What’s the deal with Bluetooth? My phone supposedly has it. Can I connect camping and workout gadgets with Bluetooth to my phone—and will they work?

Sep 13, 2012
Outside Magazine
Two skiers calling from their cell phones on top of mount Titlis Switzerland

   Photo: Antonio Jorge Nunes


The good news is that a bunch of slick new outdoor hardware has arrived, and it suddenly makes your phone a lot more useful. These new products use the wireless system called Bluetooth, which is a lot like the wireless Internet in your house, except scaled down for cell phones. Bluetooth connects portable speakers so you can listen to music in the tent and around the campsite. It bridges to heart rate monitors so you can track workouts and measure your fitness. It even connects technical products that turn your phone into a sophisticated weather station or sailboat navigation device, a function that normally costs thousands of dollars.

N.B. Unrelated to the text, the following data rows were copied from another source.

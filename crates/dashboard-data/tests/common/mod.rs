//! 통합 테스트용 stub 구현.

#![allow(dead_code)]

use std::collections::HashSet;
use std::path::Path;
use std::sync::atomic::{AtomicUsize, Ordering};
use std::sync::{Arc, Mutex};
use std::time::Duration;

use async_trait::async_trait;
use dashboard_core::{ChartKey, QuoteSnapshot, SessionSource, SessionState};
use dashboard_data::{
    ChartGenerator, DataError, QuoteProvider, Result, SentimentCategory, SentimentSource,
};
use rust_decimal::Decimal;

/// 바꿀 수 있는 고정 세션.
pub struct StubSession(Mutex<SessionState>);

impl StubSession {
    pub fn new(state: SessionState) -> Arc<Self> {
        Arc::new(Self(Mutex::new(state)))
    }

    pub fn set(&self, state: SessionState) {
        *self.0.lock().unwrap() = state;
    }
}

impl SessionSource for StubSession {
    fn current_session(&self) -> SessionState {
        *self.0.lock().unwrap()
    }
}

/// 호출을 기록하고 `{symbol}#{n}`을 파일에 쓰는 생성기.
#[derive(Default)]
pub struct StubGenerator {
    calls: Mutex<Vec<ChartKey>>,
    failing: Mutex<HashSet<String>>,
    skip_write: Mutex<bool>,
    delay: Mutex<Duration>,
}

impl StubGenerator {
    pub fn new() -> Arc<Self> {
        Arc::new(Self::default())
    }

    pub fn calls(&self) -> Vec<ChartKey> {
        self.calls.lock().unwrap().clone()
    }

    pub fn call_count(&self) -> usize {
        self.calls.lock().unwrap().len()
    }

    pub fn fail_symbol(&self, symbol: &str) {
        self.failing.lock().unwrap().insert(symbol.to_string());
    }

    pub fn recover_symbol(&self, symbol: &str) {
        self.failing.lock().unwrap().remove(symbol);
    }

    /// 성공 종료하지만 파일을 쓰지 않도록 설정.
    pub fn set_skip_write(&self, skip: bool) {
        *self.skip_write.lock().unwrap() = skip;
    }

    /// 파일을 쓰기 전에 기다릴 시간.
    pub fn set_delay(&self, delay: Duration) {
        *self.delay.lock().unwrap() = delay;
    }

    /// 호출 수가 `expected`에 도달할 때까지 대기.
    ///
    /// 일시정지된 시계에서도 동작하도록 tokio 타이머 대신 실제 시간으로 기다립니다.
    pub async fn wait_for_calls(&self, expected: usize) {
        for _ in 0..5_000 {
            if self.call_count() >= expected {
                return;
            }
            tokio::task::yield_now().await;
            std::thread::sleep(Duration::from_millis(1));
        }
        panic!(
            "expected {} generator calls, observed {}",
            expected,
            self.call_count()
        );
    }
}

#[async_trait]
impl ChartGenerator for StubGenerator {
    async fn generate(&self, key: &ChartKey, path: &Path) -> Result<()> {
        let n = {
            let mut calls = self.calls.lock().unwrap();
            calls.push(key.clone());
            calls.len()
        };

        if self.failing.lock().unwrap().contains(&key.symbol) {
            return Err(DataError::Generation {
                key: key.to_string(),
                message: "exit status: 1: No data found, symbol may be delisted".to_string(),
            });
        }

        let delay = *self.delay.lock().unwrap();
        if !delay.is_zero() {
            tokio::time::sleep(delay).await;
        }

        if !*self.skip_write.lock().unwrap() {
            tokio::fs::write(path, format!("{}#{}", key.symbol, n)).await?;
        }
        Ok(())
    }
}

/// 호출 수를 세는 시세 제공자.
#[derive(Default)]
pub struct StubQuoteProvider {
    calls: AtomicUsize,
    failing: Mutex<HashSet<String>>,
    empty: Mutex<HashSet<String>>,
}

impl StubQuoteProvider {
    pub fn new() -> Arc<Self> {
        Arc::new(Self::default())
    }

    pub fn call_count(&self) -> usize {
        self.calls.load(Ordering::SeqCst)
    }

    pub fn fail_symbol(&self, symbol: &str) {
        self.failing.lock().unwrap().insert(symbol.to_string());
    }

    pub fn recover_symbol(&self, symbol: &str) {
        self.failing.lock().unwrap().remove(symbol);
    }

    /// 결과 없는 응답을 돌려줄 심볼.
    pub fn empty_symbol(&self, symbol: &str) {
        self.empty.lock().unwrap().insert(symbol.to_string());
    }
}

#[async_trait]
impl QuoteProvider for StubQuoteProvider {
    async fn fetch_quote(&self, symbol: &str) -> Result<QuoteSnapshot> {
        let n = self.calls.fetch_add(1, Ordering::SeqCst) + 1;

        if self.failing.lock().unwrap().contains(symbol) {
            return Err(DataError::QuoteFetch {
                symbol: symbol.to_string(),
                message: "HTTP 503 Service Unavailable".to_string(),
            });
        }

        if self.empty.lock().unwrap().contains(symbol) {
            return Ok(QuoteSnapshot::zeroed(symbol));
        }

        let mut quote = QuoteSnapshot::zeroed(symbol);
        quote.name = format!("{} Inc.", symbol);
        quote.price = Decimal::from(100 + n as i64);
        quote.volume = 1_000 * n as i64;
        Ok(quote)
    }
}

/// 지수 이미지 stub.
#[derive(Default)]
pub struct StubSentimentSource {
    resolves: AtomicUsize,
    broken_page: Mutex<bool>,
}

impl StubSentimentSource {
    pub fn new() -> Arc<Self> {
        Arc::new(Self::default())
    }

    pub fn resolve_count(&self) -> usize {
        self.resolves.load(Ordering::SeqCst)
    }

    pub fn set_broken_page(&self, broken: bool) {
        *self.broken_page.lock().unwrap() = broken;
    }
}

#[async_trait]
impl SentimentSource for StubSentimentSource {
    async fn resolve_url(&self, category: SentimentCategory) -> Result<String> {
        let n = self.resolves.fetch_add(1, Ordering::SeqCst) + 1;
        match category {
            SentimentCategory::Crypto => {
                Ok("https://alternative.me/crypto/fear-and-greed-index.png".to_string())
            }
            SentimentCategory::Stock if *self.broken_page.lock().unwrap() => {
                Err(DataError::SentimentFetch {
                    category: category.to_string(),
                    message: "needleChart 이미지를 찾을 수 없음".to_string(),
                })
            }
            SentimentCategory::Stock => Ok(format!("https://example.test/needle-{}.png", n)),
        }
    }

    async fn fetch_bytes(&self, _category: SentimentCategory, url: &str) -> Result<Vec<u8>> {
        Ok(url.as_bytes().to_vec())
    }
}
//! 차트 이미지 생성기.
//!
//! 외부 실행 파일을 `<bin> <symbol> <period> <interval> <path>` 형태로 호출합니다.
//! 생성기는 주어진 경로에 PNG 파일을 쓰고 0으로 종료해야 합니다.

use std::path::{Path, PathBuf};
use std::process::Stdio;

use async_trait::async_trait;
use dashboard_core::ChartKey;
use tokio::process::Command;
use tracing::debug;

use crate::error::{DataError, Result};

/// 차트 생성기 트레잇.
#[async_trait]
pub trait ChartGenerator: Send + Sync {
    /// `key`의 차트를 `path`에 생성합니다.
    async fn generate(&self, key: &ChartKey, path: &Path) -> Result<()>;
}

/// 스크립트 기반 차트 생성기.
#[derive(Debug, Clone)]
pub struct ScriptChartGenerator {
    program: PathBuf,
}

impl ScriptChartGenerator {
    pub fn new(program: impl Into<PathBuf>) -> Self {
        Self {
            program: program.into(),
        }
    }

    pub fn program(&self) -> &Path {
        &self.program
    }
}

#[async_trait]
impl ChartGenerator for ScriptChartGenerator {
    async fn generate(&self, key: &ChartKey, path: &Path) -> Result<()> {
        debug!(
            program = %self.program.display(),
            key = %key,
            path = %path.display(),
            "차트 생성기 실행"
        );

        let output = Command::new(&self.program)
            .arg(&key.symbol)
            .arg(key.period.as_str())
            .arg(key.interval.as_str())
            .arg(path)
            .stdin(Stdio::null())
            .output()
            .await
            .map_err(|e| DataError::Generation {
                key: key.to_string(),
                message: format!("{} 실행 실패: {}", self.program.display(), e),
            })?;

        if !output.status.success() {
            // stdout + stderr
            let mut combined = String::from_utf8_lossy(&output.stdout).into_owned();
            combined.push_str(&String::from_utf8_lossy(&output.stderr));

            return Err(DataError::Generation {
                key: key.to_string(),
                message: format!("{}: {}", output.status, combined.trim()),
            });
        }

        Ok(())
    }
}

#[cfg(all(test, unix))]
mod tests {
    use super::*;

    fn key() -> ChartKey {
        ChartKey::parse("^GSPC", "1mo", "1d").unwrap()
    }

    #[tokio::test]
    async fn test_zero_exit_is_success() {
        let generator = ScriptChartGenerator::new("true");
        generator
            .generate(&key(), Path::new("/tmp/unused.png"))
            .await
            .unwrap();
    }

    #[tokio::test]
    async fn test_non_zero_exit_is_generation_error() {
        let generator = ScriptChartGenerator::new("false");
        let err = generator
            .generate(&key(), Path::new("/tmp/unused.png"))
            .await
            .unwrap_err();

        match err {
            DataError::Generation { key, .. } => assert_eq!(key, "^GSPC/1mo/1d"),
            other => panic!("unexpected error: {other:?}"),
        }
    }

    #[tokio::test]
    async fn test_missing_program_is_generation_error() {
        let generator = ScriptChartGenerator::new("/nonexistent/stock_chart.py");
        let err = generator
            .generate(&key(), Path::new("/tmp/unused.png"))
            .await
            .unwrap_err();
        assert!(matches!(err, DataError::Generation { .. }));
        assert!(err.is_retryable());
    }
}
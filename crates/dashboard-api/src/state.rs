//! 모든 핸들러에서 공유되는 애플리케이션 상태.
//!
//! 캐시 엔진은 명시적으로 생성되어 `Arc`로 공유됩니다.

use std::sync::Arc;

use chrono::{DateTime, Utc};
use dashboard_core::{AppConfig, SessionClassifier, SessionSource};
use dashboard_data::{
    ChartCache, ChartCacheConfig, PriceCache, PriceCacheConfig, Result, ScriptChartGenerator,
    SentimentCache, WebSentimentSource, YahooQuoteProvider,
};
use tracing::info;

/// 애플리케이션 공유 상태.
#[derive(Clone)]
pub struct AppState {
    /// 세션 분류기 (시간대 변환용)
    pub classifier: Arc<SessionClassifier>,
    /// 현재 세션 조회
    pub session: Arc<dyn SessionSource>,
    /// 차트 이미지 캐시
    pub charts: Arc<ChartCache>,
    /// 시세 캐시
    pub prices: Arc<PriceCache>,
    /// 공포/탐욕 지수 캐시
    pub sentiment: Arc<SentimentCache>,
    /// 서버 버전
    pub version: String,
    /// 서버 시작 시각
    pub started_at: DateTime<Utc>,
}

impl AppState {
    /// 설정에서 분류기, 제공자, 캐시 엔진을 생성합니다.
    ///
    /// 차트 갱신 루프를 시작하므로 tokio 런타임 안에서 호출해야 합니다.
    ///
    /// # Errors
    /// 시간대/세션 경계나 차트 주기가 잘못되었거나 HTTP 클라이언트를 만들 수 없으면 에러.
    pub fn from_config(config: &AppConfig) -> Result<Self> {
        config.validate()?;

        let classifier = Arc::new(SessionClassifier::new(&config.session)?);
        let session: Arc<dyn SessionSource> = classifier.clone();

        let generator = Arc::new(ScriptChartGenerator::new(&config.chart.generator_bin));
        let charts = ChartCache::new(
            ChartCacheConfig::from(&config.chart),
            generator,
            session.clone(),
        );

        let quote_provider = Arc::new(YahooQuoteProvider::new(
            config.price.quote_base_url.clone(),
            config.price.request_timeout(),
        )?);
        let prices = PriceCache::new(
            PriceCacheConfig::from(&config.price),
            quote_provider,
            session.clone(),
        );

        let sentiment_source = Arc::new(WebSentimentSource::new(
            config.sentiment.stock_page_url.clone(),
            config.sentiment.crypto_image_url.clone(),
            config.price.request_timeout(),
        )?);
        let sentiment = SentimentCache::new(config.sentiment.ttl(), sentiment_source);

        info!(
            generator = %config.chart.generator_bin.display(),
            output_dir = %config.chart.output_dir.display(),
            timezone = %classifier.reference_tz(),
            "캐시 엔진 초기화 완료"
        );

        Ok(Self {
            classifier,
            session,
            charts: Arc::new(charts),
            prices: Arc::new(prices),
            sentiment: Arc::new(sentiment),
            version: env!("CARGO_PKG_VERSION").to_string(),
            started_at: Utc::now(),
        })
    }

    /// 갱신 루프를 멈추고 모든 캐시를 비웁니다.
    pub async fn shutdown(&self) {
        self.charts.shutdown().await;
        self.prices.shutdown().await;
        self.sentiment.shutdown().await;
        info!("모든 캐시 엔진 종료");
    }
}

#[cfg(any(test, feature = "test-utils"))]
pub mod test_support {
    //! 라우트 테스트용 stub과 상태 생성 헬퍼.

    use std::path::Path;
    use std::sync::Mutex;
    use std::time::Duration;

    use async_trait::async_trait;
    use dashboard_core::{ChartKey, QuoteSnapshot, SessionConfig, SessionState};
    use dashboard_data::{
        ChartGenerator, DataError, QuoteProvider, SentimentCategory, SentimentSource,
    };
    use rust_decimal_macros::dec;

    use super::*;

    pub struct FixedSession(pub Mutex<SessionState>);

    impl SessionSource for FixedSession {
        fn current_session(&self) -> SessionState {
            *self.0.lock().unwrap()
        }
    }

    /// `DELISTED` 심볼은 실패, 나머지는 `PNG:{symbol}`을 씀.
    pub struct FakeGenerator;

    #[async_trait]
    impl ChartGenerator for FakeGenerator {
        async fn generate(&self, key: &ChartKey, path: &Path) -> Result<()> {
            if key.symbol == "DELISTED" {
                return Err(DataError::Generation {
                    key: key.to_string(),
                    message: "exit status: 1".to_string(),
                });
            }
            tokio::fs::write(path, format!("PNG:{}", key.symbol)).await?;
            Ok(())
        }
    }

    /// `DOWN` 심볼은 실패, `TWTR`는 결과 없음.
    pub struct FakeQuotes;

    #[async_trait]
    impl QuoteProvider for FakeQuotes {
        async fn fetch_quote(&self, symbol: &str) -> Result<QuoteSnapshot> {
            match symbol {
                "DOWN" => Err(DataError::QuoteFetch {
                    symbol: symbol.to_string(),
                    message: "HTTP 503".to_string(),
                }),
                "TWTR" => Ok(QuoteSnapshot::zeroed(symbol)),
                _ => {
                    let mut quote = QuoteSnapshot::zeroed(symbol);
                    quote.name = format!("{} Corp", symbol);
                    quote.price = dec!(1234.5);
                    quote.change = dec!(-12.25);
                    quote.change_percent = -0.0098;
                    Ok(quote)
                }
            }
        }
    }

    pub struct FakeSentiment;

    #[async_trait]
    impl SentimentSource for FakeSentiment {
        async fn resolve_url(&self, category: SentimentCategory) -> Result<String> {
            Ok(format!("https://example.test/{}.png", category))
        }

        async fn fetch_bytes(&self, _category: SentimentCategory, url: &str) -> Result<Vec<u8>> {
            Ok(url.as_bytes().to_vec())
        }
    }

    /// 외부 의존성 없는 테스트용 AppState.
    pub fn create_test_state(output_dir: &Path, session: SessionState) -> AppState {
        let classifier = Arc::new(SessionClassifier::new(&SessionConfig::default()).unwrap());
        let session: Arc<dyn SessionSource> = Arc::new(FixedSession(Mutex::new(session)));

        let charts = ChartCache::without_refresh(
            ChartCacheConfig {
                output_dir: output_dir.to_path_buf(),
                ..Default::default()
            },
            Arc::new(FakeGenerator),
            session.clone(),
        );
        let prices = PriceCache::new(
            PriceCacheConfig::default(),
            Arc::new(FakeQuotes),
            session.clone(),
        );
        let sentiment = SentimentCache::new(Duration::from_secs(3600), Arc::new(FakeSentiment));

        AppState {
            classifier,
            session,
            charts: Arc::new(charts),
            prices: Arc::new(prices),
            sentiment: Arc::new(sentiment),
            version: "test".to_string(),
            started_at: Utc::now(),
        }
    }
}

The downside? Bluetooth is kinda wonky. Unlike the wireless Internet you're used to, the system requires the two connected devices to see each other. This “line-of-site” requirement means that every time your cell phone gets pushed behind your back in your jersey pocket, the Bluetooth heart strap stops working, and has to be manually reset. The line-of-site thing is a huge pain, but when it’s working, the connection stretches for 30 feet. In some ways, Bluetooth is far better than wireless Internet because it uses a fraction of the battery power; it’s embedded in almost every modern cell phone; and it’s named after a Norse king who united a bunch of Scandinavian kingdoms. So it’s got that going for it too.

After the jump, we’ll show you some new Bluetooth gadgets for running, biking, and weather collecting.

Philips Shoqbox
Wahoo Heart Rate Monitor
Kestrel 4000

Filed To: Gear Guy

More at Outside


Not Now

Need a Gear Fix?

Open email. Get latest gear. Repeat.

Thank you!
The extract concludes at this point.